Baby is a Thing Best Whispered
Before the rehearsal dinner, I learnt that only thirty hours after conception a fertilized egg begins to divide and starts to grow, and I thought I could sense the swelling of my shape right then, the quickening of life within me.
Disabled girls aren’t supposed to be married or be mothers. They’re meant to fade into dirt like leaf mulch. Yet here I am wearing an off-white dress and drinking fizzy grape juice from a champagne flute. The pearl of life in my belly only the size of a mustard seed.
Standing on the dance floor, I’m conscious of my chicken-scratch legs beneath the tulle of my skirt. The tight knotted mess of them against the newly gained curve of my bump, which nobody seems to notice. Coloured lights pulse. “Friday I’m in Love” plays as a side seam pops.
My husband doesn’t know I’m pregnant. We were too busy drawing up seating plans and taste testing menus. He didn’t notice when I declined the Bordeaux that was paired with the spring lamb option.

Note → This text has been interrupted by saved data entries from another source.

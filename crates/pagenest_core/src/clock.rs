//! Time source for workspace operations.
//!
//! Timestamps are Unix epoch milliseconds throughout the crate.

use std::cell::Cell;

pub trait Clock {
    fn now_ms(&self) -> i64;
}

/// Wall clock.
#[derive(Debug, Clone, Copy, Default)]
pub struct SystemClock;

impl Clock for SystemClock {
    fn now_ms(&self) -> i64 {
        chrono::Utc::now().timestamp_millis()
    }
}

/// Caller-driven clock for hosts with their own scheduler, and for tests.
#[derive(Debug, Default)]
pub struct ManualClock {
    now_ms: Cell<i64>,
}

impl ManualClock {
    pub fn new(now_ms: i64) -> Self {
        Self {
            now_ms: Cell::new(now_ms),
        }
    }

    pub fn set(&self, now_ms: i64) {
        self.now_ms.set(now_ms);
    }

    pub fn advance(&self, delta_ms: i64) {
        self.now_ms.set(self.now_ms.get() + delta_ms);
    }
}

impl Clock for ManualClock {
    fn now_ms(&self) -> i64 {
        self.now_ms.get()
    }
}

impl<C: Clock + ?Sized> Clock for &C {
    fn now_ms(&self) -> i64 {
        (**self).now_ms()
    }
}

I whispered the word baby to my seamstress during my second fitting, as she worked on her knees, pinning up the hem. I worried about the bodice corseted tight against my newly stretched flesh. She loosened the binding and zipped her lips with her finger. No squeals of excitement or gentle congratulatory hugs. I knew what she was thinking, because it was my thought too. If I cannot give the cluster of cells embedded in the lining of my womb the right nourishment, my child will not survive.
The speeches were long and winding, and I didn’t feature much. My mother is proud that I’ve found someone to care for me before my body parts seize completely.
She’s dancing now, throwing slow, bluesy shapes across the dance floor. An old friend of the family swirls about beside her. I don’t know if the friend is the same one that soothed her as she wept for the stillborn child that came before me. I was the consolation prize. When Mum was sliced open, I had already been starved of oxygen. Suffocating and too small, my brain was damaged. This is a detail that is unsaid but remains nestled in the dark of my mother’s throat.
She notices me and continues to move with a freedom I can only imagine. With a practiced look she warns me to stand taller: act more normal. A reflex, I stretch, my spine uncurling like a fern’s frond. Backlit by the DJ booth, my silhouette looks engorged.
At three weeks, a pre-born child’s heart is almost fully formed. Their eyes defined shapes, and their brain, spinal column, and nervous system virtually complete. At twelve weeks, there is a clear heartbeat. Hands pressed to my stomach, I sense a thrumming rhythm from within. Something forcing its way out of the dirt. Eyes closed, I feel my bump growing, organs shifting, fabric and flesh straining, and I know this is happening too fast.
Someone elbows me, my husband’s colleague, perhaps. He’s drunk, eyes blurred; my dress and veil spark nothing in him. I want to leave, but instead I’m pushed to the epicentre, helpless against the tide of swaying figures.
Looking down at my body, I’m startled by the new heft of it. And as more seams tear, I see there’s a rupture in me. Spilt flesh, jagged and raw. I clutch at the sides of the wound trying to keep them closed, to keep my child safe. Fingertips bloody, I know, as a mother, I’m already failing.
In the crush, familiar and unfamiliar faces merge. The beat reverberates through the sprung floor. The crack in my side widening, my child shifts pressing against my insides, macerating them. Blood and fluid seep from me.
I’m handed shots— Seven Deadly Sins and Baby Janes— and down them. Droplets of grenadine soak into lace and meld with streaks of darker, congealed blood. With each gulp, I bury any thoughts of the harm they could do. I lean into the impulse to spin. Arms up, I move as concentrically as my uneven and swollen body allows.
When the pains come, I’m not surprised. My entire bump contracts and quivers. My skin pulling taut and then slack. My grunting lost under the ‘90s playlist we devised nights before. Around me, the celebrations continue undeterred.
In the crowd, I can’t see my husband nor my mother, yet I’m glad. The room is muted. The waves of nausea, the pain, the blood and mess, and the baby, these are mine alone.
All at once, I’m present and I’m not. I’m hidden and then bathed in the strobes. As I moan, as flesh is cleaved, the smell of sweet, damp soil emanates from the widening spilt. The layers of dead leaves and earth that blanket my baby are exposed.
I let out long howls of shushing and panting as my bodice and skin give way like punctured orange peel. I’m softened, I am spilt open. I’m something new. My child is coming, and I wait to greet the creature I’ve created.